* Required work:
What lines below hold the string "rails"? Copy them all.

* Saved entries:
#####

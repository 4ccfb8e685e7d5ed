//! External Enhancement Adapter: optional enrichment of a generated candidate.
//!
//! `CandidateEnhancer` is the seam: `LlmEnhancer` is the production backend,
//! tests inject fakes. Callers never see an enhancement failure; they go
//! through `enhance_or_fallback`, which returns the deterministic candidate
//! unchanged on error, timeout or a malformed profile.
//!
//! `AppState` holds an `Option<Arc<dyn CandidateEnhancer>>`, present only when
//! an API key is configured.

use std::time::Duration;

use async_trait::async_trait;
use chrono::Utc;
use serde::{Deserialize, Serialize};
use thiserror::Error;
use tracing::{debug, warn};

use crate::llm_client::prompts::{JSON_ONLY_SYSTEM, SYNTHETIC_PERSONA_INSTRUCTION};
use crate::llm_client::{LlmClient, LlmError};
use crate::models::candidate::{Candidate, CandidateSource};
use crate::models::params::CandidateGenerationParams;
use crate::models::traits::PersonalityTraits;

pub mod prompts;

use prompts::{ENHANCE_PROMPT_TEMPLATE, ENHANCE_ROLE};

pub const AI_ENHANCED_TAG: &str = "ai-enhanced";

// ────────────────────────────────────────────────────────────────────────────
// Data model
// ────────────────────────────────────────────────────────────────────────────

/// What an enhancer may contribute. Every field is optional or additive.
#[derive(Debug, Clone, Default, PartialEq, Serialize, Deserialize)]
pub struct EnhancedProfile {
    #[serde(default)]
    pub background_summary: Option<String>,
    #[serde(default)]
    pub personality: Option<PersonalityTraits>,
    #[serde(default)]
    pub key_strengths: Vec<String>,
    #[serde(default)]
    pub potential_red_flags: Vec<String>,
}

impl EnhancedProfile {
    /// Rejects personality values outside [1, 100].
    pub fn validate(&self) -> Result<(), EnhancementError> {
        match &self.personality {
            Some(p) if !p.is_in_range() => Err(EnhancementError::Malformed(format!(
                "personality out of range: {:?}",
                p.as_array()
            ))),
            _ => Ok(()),
        }
    }
}

#[derive(Debug, Error)]
pub enum EnhancementError {
    #[error("Enhancement timed out after {0:?}")]
    Timeout(Duration),

    #[error("LLM error: {0}")]
    Llm(#[from] LlmError),

    #[error("Malformed enhancement: {0}")]
    Malformed(String),
}

// ────────────────────────────────────────────────────────────────────────────
// Trait definition
// ────────────────────────────────────────────────────────────────────────────

#[async_trait]
pub trait CandidateEnhancer: Send + Sync {
    async fn enhance(
        &self,
        personality: &PersonalityTraits,
        params: &CandidateGenerationParams,
    ) -> Result<EnhancedProfile, EnhancementError>;

    /// Backend name, logged with every fallback.
    fn name(&self) -> &'static str;
}

// ────────────────────────────────────────────────────────────────────────────
// LlmEnhancer
// ────────────────────────────────────────────────────────────────────────────

pub struct LlmEnhancer {
    llm: LlmClient,
}

impl LlmEnhancer {
    pub fn new(llm: LlmClient) -> Self {
        Self { llm }
    }
}

#[async_trait]
impl CandidateEnhancer for LlmEnhancer {
    async fn enhance(
        &self,
        personality: &PersonalityTraits,
        params: &CandidateGenerationParams,
    ) -> Result<EnhancedProfile, EnhancementError> {
        let system = format!("{ENHANCE_ROLE} {JSON_ONLY_SYSTEM} {SYNTHETIC_PERSONA_INSTRUCTION}");
        let prompt = build_prompt(personality, params);
        let profile: EnhancedProfile = self.llm.call_json(&prompt, &system).await?;
        Ok(profile)
    }

    fn name(&self) -> &'static str {
        "llm"
    }
}

fn build_prompt(personality: &PersonalityTraits, params: &CandidateGenerationParams) -> String {
    let personality = format!(
        "openness {}, conscientiousness {}, extraversion {}, agreeableness {}, neuroticism {}",
        personality.openness,
        personality.conscientiousness,
        personality.extraversion,
        personality.agreeableness,
        personality.neuroticism
    );
    let focus = if params.technical_focus.is_empty() {
        "general".to_string()
    } else {
        params.technical_focus.join(", ")
    };

    ENHANCE_PROMPT_TEMPLATE
        .replace("{target_role}", &params.target_role)
        .replace("{experience_level}", params.experience_level.as_str())
        .replace("{personality}", &personality)
        .replace("{technical_focus}", &focus)
        .replace(
            "{industry}",
            params.industry_background.as_deref().unwrap_or("unspecified"),
        )
        .replace(
            "{custom_requirements}",
            params.custom_requirements.as_deref().unwrap_or("none"),
        )
}

// ────────────────────────────────────────────────────────────────────────────
// Fallback combinator
// ────────────────────────────────────────────────────────────────────────────

/// Merges a validated profile into the candidate. Nothing else is re-derived
/// from an overwritten personality.
pub fn apply_enhancement(candidate: &mut Candidate, profile: EnhancedProfile) {
    if let Some(personality) = profile.personality {
        candidate.personality = personality;
    }
    if let Some(summary) = profile
        .background_summary
        .map(|s| s.trim().to_string())
        .filter(|s| !s.is_empty())
    {
        candidate.personal_info.bio = Some(summary);
    }

    let performance = &mut candidate.interview_performance;
    merge_unique(&mut performance.key_strengths, profile.key_strengths);
    merge_unique(&mut performance.potential_red_flags, profile.potential_red_flags);

    candidate.metadata.source = CandidateSource::AiEnhanced;
    candidate.metadata.updated_at = Utc::now();
    if !candidate.has_tag(AI_ENHANCED_TAG) {
        candidate.add_tag(AI_ENHANCED_TAG);
    }
}

fn merge_unique(existing: &mut Vec<String>, incoming: Vec<String>) {
    for item in incoming {
        let item = item.trim().to_string();
        if !item.is_empty() && !existing.contains(&item) {
            existing.push(item);
        }
    }
}

/// Runs the enhancer under `timeout`. Any failure is logged and the
/// candidate comes back exactly as it went in.
pub async fn enhance_or_fallback(
    enhancer: &dyn CandidateEnhancer,
    mut candidate: Candidate,
    timeout: Duration,
) -> Candidate {
    let call = enhancer.enhance(
        &candidate.personality,
        &candidate.metadata.generation_params,
    );
    let result = match tokio::time::timeout(timeout, call).await {
        Ok(result) => result,
        Err(_) => Err(EnhancementError::Timeout(timeout)),
    };

    match result.and_then(|profile| profile.validate().map(|_| profile)) {
        Ok(profile) => {
            apply_enhancement(&mut candidate, profile);
            debug!(
                "Candidate {} enhanced by '{}' backend",
                candidate.id,
                enhancer.name()
            );
        }
        Err(e) => {
            warn!(
                "Enhancement via '{}' failed for candidate {}, keeping deterministic profile: {}",
                enhancer.name(),
                candidate.id,
                e
            );
        }
    }

    candidate
}

#[cfg(test)]
pub(crate) mod tests {
    use super::*;
    use crate::generation::assembler::assemble;
    use chrono::TimeZone;
    use rand::rngs::StdRng;
    use rand::SeedableRng;

    /// Always fails with an API error.
    pub(crate) struct FailingEnhancer;

    #[async_trait]
    impl CandidateEnhancer for FailingEnhancer {
        async fn enhance(
            &self,
            _: &PersonalityTraits,
            _: &CandidateGenerationParams,
        ) -> Result<EnhancedProfile, EnhancementError> {
            Err(EnhancementError::Llm(LlmError::Api {
                status: 500,
                message: "upstream unavailable".to_string(),
            }))
        }

        fn name(&self) -> &'static str {
            "failing"
        }
    }

    /// Returns the same profile after `delay`.
    pub(crate) struct StaticEnhancer {
        pub profile: EnhancedProfile,
        pub delay: Duration,
    }

    #[async_trait]
    impl CandidateEnhancer for StaticEnhancer {
        async fn enhance(
            &self,
            _: &PersonalityTraits,
            _: &CandidateGenerationParams,
        ) -> Result<EnhancedProfile, EnhancementError> {
            tokio::time::sleep(self.delay).await;
            Ok(self.profile.clone())
        }

        fn name(&self) -> &'static str {
            "static"
        }
    }

    pub(crate) fn sample_profile() -> EnhancedProfile {
        EnhancedProfile {
            background_summary: Some("Spent six years building payment rails.".to_string()),
            personality: Some(PersonalityTraits::new(70, 72, 40, 66, 30)),
            key_strengths: vec!["Calm under pressure".to_string()],
            potential_red_flags: vec!["Vague about team size".to_string()],
        }
    }

    fn candidate() -> Candidate {
        let now = Utc.with_ymd_and_hms(2026, 5, 1, 12, 0, 0).unwrap();
        assemble(
            &CandidateGenerationParams::default(),
            now,
            &mut StdRng::seed_from_u64(11),
        )
    }

    #[tokio::test]
    async fn test_failing_enhancer_returns_baseline() {
        let baseline = candidate();
        let result =
            enhance_or_fallback(&FailingEnhancer, baseline.clone(), Duration::from_secs(5)).await;
        assert_eq!(result, baseline);
    }

    #[tokio::test(start_paused = true)]
    async fn test_slow_enhancer_times_out_to_baseline() {
        let baseline = candidate();
        let slow = StaticEnhancer {
            profile: sample_profile(),
            delay: Duration::from_secs(60),
        };
        let result = enhance_or_fallback(&slow, baseline.clone(), Duration::from_secs(1)).await;
        assert_eq!(result, baseline);
        assert!(!result.has_tag(AI_ENHANCED_TAG));
    }

    #[tokio::test]
    async fn test_out_of_range_personality_is_rejected() {
        let baseline = candidate();
        let malformed = StaticEnhancer {
            profile: EnhancedProfile {
                personality: Some(PersonalityTraits::new(0, 50, 50, 50, 50)),
                ..sample_profile()
            },
            delay: Duration::ZERO,
        };
        let result =
            enhance_or_fallback(&malformed, baseline.clone(), Duration::from_secs(5)).await;
        assert_eq!(result, baseline);
    }

    #[tokio::test]
    async fn test_successful_enhancement_is_merged() {
        let baseline = candidate();
        let enhancer = StaticEnhancer {
            profile: sample_profile(),
            delay: Duration::ZERO,
        };
        let result = enhance_or_fallback(&enhancer, baseline.clone(), Duration::from_secs(5)).await;

        assert_eq!(result.id, baseline.id);
        assert_eq!(result.personality, PersonalityTraits::new(70, 72, 40, 66, 30));
        assert_eq!(
            result.personal_info.bio.as_deref(),
            Some("Spent six years building payment rails.")
        );
        assert_eq!(result.metadata.source, CandidateSource::AiEnhanced);
        assert!(result.has_tag(AI_ENHANCED_TAG));
        let perf = &result.interview_performance;
        assert!(perf.key_strengths.contains(&"Calm under pressure".to_string()));
        assert!(perf
            .potential_red_flags
            .contains(&"Vague about team size".to_string()));
        // Work behavior is not re-derived from the new personality.
        assert_eq!(result.work_behavior, baseline.work_behavior);
    }

    #[test]
    fn test_merge_skips_duplicates_and_blanks() {
        let mut existing = vec!["Reliable".to_string()];
        merge_unique(
            &mut existing,
            vec![
                "Reliable".to_string(),
                "  ".to_string(),
                " Curious ".to_string(),
            ],
        );
        assert_eq!(existing, vec!["Reliable", "Curious"]);
    }

    #[test]
    fn test_profile_parses_with_missing_fields() {
        let profile: EnhancedProfile =
            serde_json::from_str(r#"{"background_summary": "Ex-consultant."}"#).unwrap();
        assert!(profile.personality.is_none());
        assert!(profile.key_strengths.is_empty());
        assert!(profile.validate().is_ok());
    }

    #[test]
    fn test_prompt_fills_every_placeholder() {
        let params = CandidateGenerationParams {
            technical_focus: vec!["backend".to_string(), "data".to_string()],
            industry_background: Some("fintech".to_string()),
            ..Default::default()
        };
        let prompt = build_prompt(&PersonalityTraits::new(1, 2, 3, 4, 5), &params);
        assert!(prompt.contains("Target role: Software Engineer"));
        assert!(prompt.contains("Technical focus: backend, data"));
        assert!(prompt.contains("Industry background: fintech"));
        assert!(prompt.contains("neuroticism 5"));
        for placeholder in ["{target_role}", "{personality}", "{industry}", "{custom_requirements}"] {
            assert!(!prompt.contains(placeholder), "{placeholder} left in prompt");
        }
    }
}
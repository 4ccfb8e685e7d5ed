//! Skill & experience scaling.
//!
//! Years of experience per technology come from a base range scaled by the
//! candidate's experience level; the proficiency bucket is always derived
//! from those years.

use rand::seq::SliceRandom;
use rand::Rng;

use crate::models::params::ExperienceLevel;
use crate::models::skills::{
    MethodologyScores, ProficiencyLevel, SkillEntry, SystemDesignScores, TechnicalSkills,
};

const LANGUAGE_COUNT: usize = 3;
const FRAMEWORK_COUNT: usize = 4;

/// Catalogue row: base experience range before level scaling, and the focus
/// tags that make this technology preferred.
#[derive(Debug, Clone, Copy)]
pub struct Technology {
    pub name: &'static str,
    pub min_years: u32,
    pub max_years: u32,
    pub domains: &'static [&'static str],
}

const fn tech(
    name: &'static str,
    min_years: u32,
    max_years: u32,
    domains: &'static [&'static str],
) -> Technology {
    Technology {
        name,
        min_years,
        max_years,
        domains,
    }
}

// Base maxima stay at or below 9 so that entry-level scaling (x0.3) caps at
// two years, i.e. never past intermediate.
pub static LANGUAGES: [Technology; 8] = [
    tech("JavaScript", 2, 8, &["frontend", "fullstack", "web"]),
    tech("TypeScript", 2, 7, &["frontend", "fullstack", "web"]),
    tech("Python", 2, 9, &["backend", "data", "ml", "ai"]),
    tech("Java", 2, 9, &["backend", "enterprise"]),
    tech("Go", 2, 6, &["backend", "cloud", "devops"]),
    tech("Rust", 2, 5, &["backend", "systems"]),
    tech("C#", 2, 8, &["backend", "enterprise"]),
    tech("SQL", 2, 9, &["data", "backend"]),
];

pub static FRAMEWORKS: [Technology; 10] = [
    tech("React", 1, 7, &["frontend", "fullstack", "web"]),
    tech("Node.js", 1, 8, &["backend", "fullstack", "web"]),
    tech("Django", 1, 7, &["backend", "web"]),
    tech("Spring Boot", 1, 8, &["backend", "enterprise"]),
    tech("Docker", 1, 7, &["devops", "cloud"]),
    tech("Kubernetes", 1, 6, &["devops", "cloud"]),
    tech("AWS", 1, 8, &["cloud", "devops"]),
    tech("PostgreSQL", 1, 9, &["data", "backend"]),
    tech("PyTorch", 1, 5, &["ml", "ai", "data"]),
    tech("GraphQL", 1, 5, &["frontend", "fullstack", "web"]),
];

/// Maps years of experience to a proficiency bucket. Total over all inputs.
pub fn derive_proficiency(years: u32) -> ProficiencyLevel {
    match years {
        0 => ProficiencyLevel::Beginner,
        1..=2 => ProficiencyLevel::Intermediate,
        3..=6 => ProficiencyLevel::Advanced,
        _ => ProficiencyLevel::Expert,
    }
}

pub fn level_multiplier(level: ExperienceLevel) -> f64 {
    match level {
        ExperienceLevel::Entry => 0.3,
        ExperienceLevel::Junior => 0.5,
        ExperienceLevel::Mid => 1.0,
        ExperienceLevel::Senior => 1.5,
        ExperienceLevel::Lead => 2.0,
        ExperienceLevel::Principal => 2.5,
    }
}

/// Scales a base `(min, max)` range by the level multiplier and draws an
/// integer from it. Both ends are floored and held at a minimum of 1.
pub fn scale_skill_years<R: Rng + ?Sized>(
    base: (u32, u32),
    level: ExperienceLevel,
    rng: &mut R,
) -> u32 {
    let (low, high) = scaled_range(base, level);
    rng.gen_range(low..=high)
}

pub fn scaled_range(base: (u32, u32), level: ExperienceLevel) -> (u32, u32) {
    let multiplier = level_multiplier(level);
    let low = ((base.0 as f64 * multiplier).floor() as u32).max(1);
    let high = ((base.1 as f64 * multiplier).floor() as u32).max(low);
    (low, high)
}

fn skill_entry<R: Rng + ?Sized>(
    technology: &Technology,
    level: ExperienceLevel,
    rng: &mut R,
) -> SkillEntry {
    let years = scale_skill_years((technology.min_years, technology.max_years), level, rng);
    SkillEntry {
        name: technology.name.to_string(),
        proficiency: derive_proficiency(years),
        years_experience: years,
    }
}

/// Orders the catalogue so technologies matching a focus tag come first,
/// each partition shuffled.
fn pick<'a, R: Rng + ?Sized>(
    catalogue: &'a [Technology],
    focus: &[String],
    count: usize,
    rng: &mut R,
) -> Vec<&'a Technology> {
    let focus: Vec<String> = focus.iter().map(|f| f.trim().to_lowercase()).collect();
    let matches = |t: &Technology| {
        focus
            .iter()
            .any(|f| t.name.to_lowercase() == *f || t.domains.iter().any(|d| d == f))
    };

    let (mut preferred, mut rest): (Vec<&Technology>, Vec<&Technology>) =
        catalogue.iter().partition(|t| matches(*t));
    preferred.shuffle(rng);
    rest.shuffle(rng);
    preferred.into_iter().chain(rest).take(count).collect()
}

fn score_band<R: Rng + ?Sized>(level: ExperienceLevel, rng: &mut R) -> u8 {
    // entry 2..=5 up to principal 7..=10
    let floor = 2 + level.rank().min(5) as u8;
    rng.gen_range(floor..=(floor + 3).min(10))
}

pub fn generate_technical_skills<R: Rng + ?Sized>(
    level: ExperienceLevel,
    focus: &[String],
    rng: &mut R,
) -> TechnicalSkills {
    let programming_languages = pick(&LANGUAGES, focus, LANGUAGE_COUNT, rng)
        .into_iter()
        .map(|t| skill_entry(t, level, rng))
        .collect();
    let frameworks = pick(&FRAMEWORKS, focus, FRAMEWORK_COUNT, rng)
        .into_iter()
        .map(|t| skill_entry(t, level, rng))
        .collect();

    TechnicalSkills {
        programming_languages,
        frameworks,
        system_design: SystemDesignScores {
            microservices: score_band(level, rng),
            monolithic: score_band(level, rng),
            cloud_native: score_band(level, rng),
            database: score_band(level, rng),
            security: score_band(level, rng),
        },
        methodologies: MethodologyScores {
            agile: score_band(level, rng),
            waterfall: score_band(level, rng),
            devops: score_band(level, rng),
            testing: score_band(level, rng),
            documentation: score_band(level, rng),
        },
    }
}
mod batch;
mod config;
mod enhancement;
mod errors;
mod flaws;
mod generation;
mod llm_client;
mod models;
mod routes;
mod state;

use anyhow::{Context, Result};
use std::net::SocketAddr;
use std::sync::Arc;
use tower_http::{cors::CorsLayer, trace::TraceLayer};
use tracing::info;
use tracing_subscriber::{layer::SubscriberExt, util::SubscriberInitExt, EnvFilter};

use crate::config::Config;
use crate::enhancement::{CandidateEnhancer, LlmEnhancer};
use crate::llm_client::LlmClient;
use crate::routes::build_router;
use crate::state::AppState;

#[tokio::main]
async fn main() -> Result<()> {
    // Load configuration first (fails on malformed env vars)
    let config = Config::from_env()?;

    // Initialize structured logging
    tracing_subscriber::registry()
        .with(EnvFilter::try_from_default_env().unwrap_or_else(|_| {
            EnvFilter::new(format!(
                "{}={}",
                env!("CARGO_PKG_NAME").replace('-', "_"),
                &config.rust_log
            ))
        }))
        .with(tracing_subscriber::fmt::layer())
        .init();

    info!("Starting Talentsim API v{}", env!("CARGO_PKG_VERSION"));

    // Enhancement is optional: only wired when an API key is configured
    let enhancer: Option<Arc<dyn CandidateEnhancer>> = match &config.anthropic_api_key {
        Some(key) => {
            let llm = LlmClient::new(key.clone()).context("Failed to build LLM client")?;
            info!(
                "Enhancement enabled (model: {}, timeout: {:?})",
                llm_client::MODEL,
                config.enhancement_timeout
            );
            let enhancer: Arc<dyn CandidateEnhancer> = Arc::new(LlmEnhancer::new(llm));
            Some(enhancer)
        }
        None => {
            info!("ANTHROPIC_API_KEY not set; enhancement disabled");
            None
        }
    };

    info!(
        "Batch limits: concurrency {}, max size {}",
        config.generation_concurrency, config.max_batch_size
    );

    let state = AppState {
        config: config.clone(),
        enhancer,
    };

    let app = build_router(state)
        .layer(TraceLayer::new_for_http())
        .layer(CorsLayer::permissive());

    let addr: SocketAddr = format!("0.0.0.0:{}", config.port).parse()?;
    info!("Listening on {addr}");

    let listener = tokio::net::TcpListener::bind(addr).await?;
    axum::serve(listener, app).await?;

    Ok(())
}
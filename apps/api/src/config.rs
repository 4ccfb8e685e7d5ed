use std::str::FromStr;
use std::time::Duration;

use anyhow::{Context, Result};

/// Application configuration loaded from environment variables.
/// Every variable has a default; malformed values fail startup.
#[derive(Debug, Clone)]
pub struct Config {
    pub port: u16,
    pub rust_log: String,
    /// Enables the LLM enhancement adapter when present.
    pub anthropic_api_key: Option<String>,
    pub enhancement_timeout: Duration,
    pub generation_concurrency: usize,
    pub max_batch_size: u32,
}

impl Config {
    pub fn from_env() -> Result<Self> {
        dotenvy::dotenv().ok(); // load .env if present; ignore if missing

        let default_concurrency = std::thread::available_parallelism()
            .map(|n| n.get())
            .unwrap_or(1);

        Ok(Config {
            port: parse_or("PORT", std::env::var("PORT").ok(), 8080)?,
            rust_log: std::env::var("RUST_LOG").unwrap_or_else(|_| "info".to_string()),
            anthropic_api_key: std::env::var("ANTHROPIC_API_KEY")
                .ok()
                .filter(|k| !k.trim().is_empty()),
            enhancement_timeout: Duration::from_secs(parse_or(
                "ENHANCEMENT_TIMEOUT_SECS",
                std::env::var("ENHANCEMENT_TIMEOUT_SECS").ok(),
                30,
            )?),
            generation_concurrency: parse_or(
                "GENERATION_CONCURRENCY",
                std::env::var("GENERATION_CONCURRENCY").ok(),
                default_concurrency,
            )?
            .max(1),
            max_batch_size: parse_or("MAX_BATCH_SIZE", std::env::var("MAX_BATCH_SIZE").ok(), 500)?,
        })
    }
}

fn parse_or<T>(key: &str, raw: Option<String>, default: T) -> Result<T>
where
    T: FromStr,
    T::Err: std::error::Error + Send + Sync + 'static,
{
    match raw {
        Some(value) => value
            .trim()
            .parse::<T>()
            .with_context(|| format!("Environment variable '{key}' has invalid value '{value}'")),
        None => Ok(default),
    }
}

#####

* Solution to the exercise:
            background_summary: Some("Spent six years building payment rails.".to_string()),
            Some("Spent six years building payment rails.")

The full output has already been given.